• [WORK TASK]
Nothing outside the range below should be printed. Output exactly the lines from the line with "look at their" to the line with "usize, feed: Feed)", both included.
(RECORDS FOR THIS TASK Opens)
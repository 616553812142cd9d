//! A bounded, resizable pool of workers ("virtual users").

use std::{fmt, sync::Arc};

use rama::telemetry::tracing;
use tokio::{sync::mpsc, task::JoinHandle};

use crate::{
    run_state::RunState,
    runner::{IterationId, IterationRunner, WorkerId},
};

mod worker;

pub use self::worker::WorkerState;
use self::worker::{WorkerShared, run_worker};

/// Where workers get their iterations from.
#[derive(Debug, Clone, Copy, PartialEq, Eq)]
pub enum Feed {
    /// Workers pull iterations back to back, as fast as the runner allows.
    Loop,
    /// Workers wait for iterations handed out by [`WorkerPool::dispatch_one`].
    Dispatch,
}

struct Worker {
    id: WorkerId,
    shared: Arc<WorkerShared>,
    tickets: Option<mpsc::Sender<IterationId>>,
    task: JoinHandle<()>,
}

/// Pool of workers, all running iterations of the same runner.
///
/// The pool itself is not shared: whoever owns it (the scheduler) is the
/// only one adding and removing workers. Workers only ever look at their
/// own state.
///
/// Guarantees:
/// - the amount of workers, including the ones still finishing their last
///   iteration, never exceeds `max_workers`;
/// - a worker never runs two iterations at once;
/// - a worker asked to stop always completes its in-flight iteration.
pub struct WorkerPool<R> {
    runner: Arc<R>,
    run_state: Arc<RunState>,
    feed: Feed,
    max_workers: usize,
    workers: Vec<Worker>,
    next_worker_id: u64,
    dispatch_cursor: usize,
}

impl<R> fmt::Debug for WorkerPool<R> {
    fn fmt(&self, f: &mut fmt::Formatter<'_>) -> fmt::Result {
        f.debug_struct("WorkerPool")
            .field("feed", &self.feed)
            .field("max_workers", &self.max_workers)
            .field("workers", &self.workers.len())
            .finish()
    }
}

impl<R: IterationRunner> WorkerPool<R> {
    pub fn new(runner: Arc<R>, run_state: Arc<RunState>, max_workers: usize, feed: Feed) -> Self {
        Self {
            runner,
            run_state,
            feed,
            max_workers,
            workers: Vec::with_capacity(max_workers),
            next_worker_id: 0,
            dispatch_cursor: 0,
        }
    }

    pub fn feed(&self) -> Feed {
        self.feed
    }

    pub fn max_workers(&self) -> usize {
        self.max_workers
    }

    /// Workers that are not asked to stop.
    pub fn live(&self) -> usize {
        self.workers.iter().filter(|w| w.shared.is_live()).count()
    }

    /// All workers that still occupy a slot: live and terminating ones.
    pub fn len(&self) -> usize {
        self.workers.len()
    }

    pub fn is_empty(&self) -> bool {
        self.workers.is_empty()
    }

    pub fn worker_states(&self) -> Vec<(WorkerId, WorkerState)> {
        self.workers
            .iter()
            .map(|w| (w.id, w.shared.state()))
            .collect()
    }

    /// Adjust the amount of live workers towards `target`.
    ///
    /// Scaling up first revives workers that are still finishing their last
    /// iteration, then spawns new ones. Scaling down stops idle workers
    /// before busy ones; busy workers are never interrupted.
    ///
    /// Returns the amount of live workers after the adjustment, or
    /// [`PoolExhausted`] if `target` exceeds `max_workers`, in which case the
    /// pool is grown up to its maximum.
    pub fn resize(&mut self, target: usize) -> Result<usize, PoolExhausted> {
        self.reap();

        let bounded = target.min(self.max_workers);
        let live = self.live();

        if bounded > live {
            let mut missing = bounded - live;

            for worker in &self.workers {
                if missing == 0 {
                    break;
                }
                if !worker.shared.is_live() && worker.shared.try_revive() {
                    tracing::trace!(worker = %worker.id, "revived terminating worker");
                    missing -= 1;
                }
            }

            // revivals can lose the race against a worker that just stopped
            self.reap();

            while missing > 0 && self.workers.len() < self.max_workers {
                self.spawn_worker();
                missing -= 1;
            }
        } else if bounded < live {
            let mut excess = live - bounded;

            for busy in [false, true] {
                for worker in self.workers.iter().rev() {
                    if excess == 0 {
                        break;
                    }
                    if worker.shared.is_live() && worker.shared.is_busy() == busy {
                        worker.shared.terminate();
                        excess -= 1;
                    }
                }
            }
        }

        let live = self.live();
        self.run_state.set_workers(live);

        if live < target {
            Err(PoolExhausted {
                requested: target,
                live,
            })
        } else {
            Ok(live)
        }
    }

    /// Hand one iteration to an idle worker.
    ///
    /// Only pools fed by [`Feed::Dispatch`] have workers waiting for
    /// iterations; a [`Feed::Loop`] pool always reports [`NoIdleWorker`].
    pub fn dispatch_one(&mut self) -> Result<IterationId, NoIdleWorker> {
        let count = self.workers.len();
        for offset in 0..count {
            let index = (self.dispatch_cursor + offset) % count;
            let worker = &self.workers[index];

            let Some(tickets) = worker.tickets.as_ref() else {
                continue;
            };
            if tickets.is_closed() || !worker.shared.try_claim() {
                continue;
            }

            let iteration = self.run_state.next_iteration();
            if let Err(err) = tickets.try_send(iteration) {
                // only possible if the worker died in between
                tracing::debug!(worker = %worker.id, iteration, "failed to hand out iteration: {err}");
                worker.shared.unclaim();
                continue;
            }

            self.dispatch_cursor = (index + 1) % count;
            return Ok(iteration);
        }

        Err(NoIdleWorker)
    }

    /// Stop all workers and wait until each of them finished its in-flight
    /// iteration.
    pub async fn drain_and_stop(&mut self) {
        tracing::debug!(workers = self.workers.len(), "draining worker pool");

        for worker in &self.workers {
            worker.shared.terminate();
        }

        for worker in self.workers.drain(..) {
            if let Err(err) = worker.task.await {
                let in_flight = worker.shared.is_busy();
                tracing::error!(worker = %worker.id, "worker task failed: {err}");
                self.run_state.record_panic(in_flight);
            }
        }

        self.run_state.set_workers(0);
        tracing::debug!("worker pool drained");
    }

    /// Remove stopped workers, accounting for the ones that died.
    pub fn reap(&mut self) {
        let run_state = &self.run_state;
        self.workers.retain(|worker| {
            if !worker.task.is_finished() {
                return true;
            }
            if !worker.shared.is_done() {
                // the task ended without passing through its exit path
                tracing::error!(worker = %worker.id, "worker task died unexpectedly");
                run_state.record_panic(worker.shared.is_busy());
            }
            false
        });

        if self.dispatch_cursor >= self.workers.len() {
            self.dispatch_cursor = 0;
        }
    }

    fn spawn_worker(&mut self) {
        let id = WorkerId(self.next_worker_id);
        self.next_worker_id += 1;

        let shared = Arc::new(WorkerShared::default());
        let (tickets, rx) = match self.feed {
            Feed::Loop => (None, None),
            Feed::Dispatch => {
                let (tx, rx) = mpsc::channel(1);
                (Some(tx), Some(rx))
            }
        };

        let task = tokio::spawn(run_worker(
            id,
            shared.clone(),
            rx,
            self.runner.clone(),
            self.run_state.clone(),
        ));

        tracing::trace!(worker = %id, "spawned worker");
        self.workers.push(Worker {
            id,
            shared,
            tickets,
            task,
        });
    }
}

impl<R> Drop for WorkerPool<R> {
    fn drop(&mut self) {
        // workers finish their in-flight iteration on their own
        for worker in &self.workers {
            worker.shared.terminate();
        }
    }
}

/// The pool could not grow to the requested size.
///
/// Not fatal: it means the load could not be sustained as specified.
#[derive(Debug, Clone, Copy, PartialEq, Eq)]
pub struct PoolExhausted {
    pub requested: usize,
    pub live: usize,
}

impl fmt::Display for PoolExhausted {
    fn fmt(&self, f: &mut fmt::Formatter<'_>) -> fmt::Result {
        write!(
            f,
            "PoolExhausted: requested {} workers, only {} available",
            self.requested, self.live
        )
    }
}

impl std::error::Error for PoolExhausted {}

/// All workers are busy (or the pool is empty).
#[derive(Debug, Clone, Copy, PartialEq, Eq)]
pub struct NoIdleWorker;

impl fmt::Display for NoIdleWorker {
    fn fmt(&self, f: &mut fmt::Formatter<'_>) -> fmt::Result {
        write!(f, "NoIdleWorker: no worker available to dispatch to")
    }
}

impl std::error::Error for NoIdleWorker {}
(RECORDS FOR THIS TASK Closes)
• [SOLUTION TO THIS TASK]
/// only one adding and removing workers. Workers only ever look at their
/// own state.
///
/// Guarantees:
/// - the amount of workers, including the ones still finishing their last
///   iteration, never exceeds `max_workers`;
/// - a worker never runs two iterations at once;
/// - a worker asked to stop always completes its in-flight iteration.
pub struct WorkerPool<R> {
    runner: Arc<R>,
    run_state: Arc<RunState>,
    feed: Feed,
    max_workers: usize,
    workers: Vec<Worker>,
    next_worker_id: u64,
    dispatch_cursor: usize,
}

impl<R> fmt::Debug for WorkerPool<R> {
    fn fmt(&self, f: &mut fmt::Formatter<'_>) -> fmt::Result {
        f.debug_struct("WorkerPool")
            .field("feed", &self.feed)
            .field("max_workers", &self.max_workers)
            .field("workers", &self.workers.len())
            .finish()
    }
}

impl<R: IterationRunner> WorkerPool<R> {
    pub fn new(runner: Arc<R>, run_state: Arc<RunState>, max_workers: usize, feed: Feed) -> Self {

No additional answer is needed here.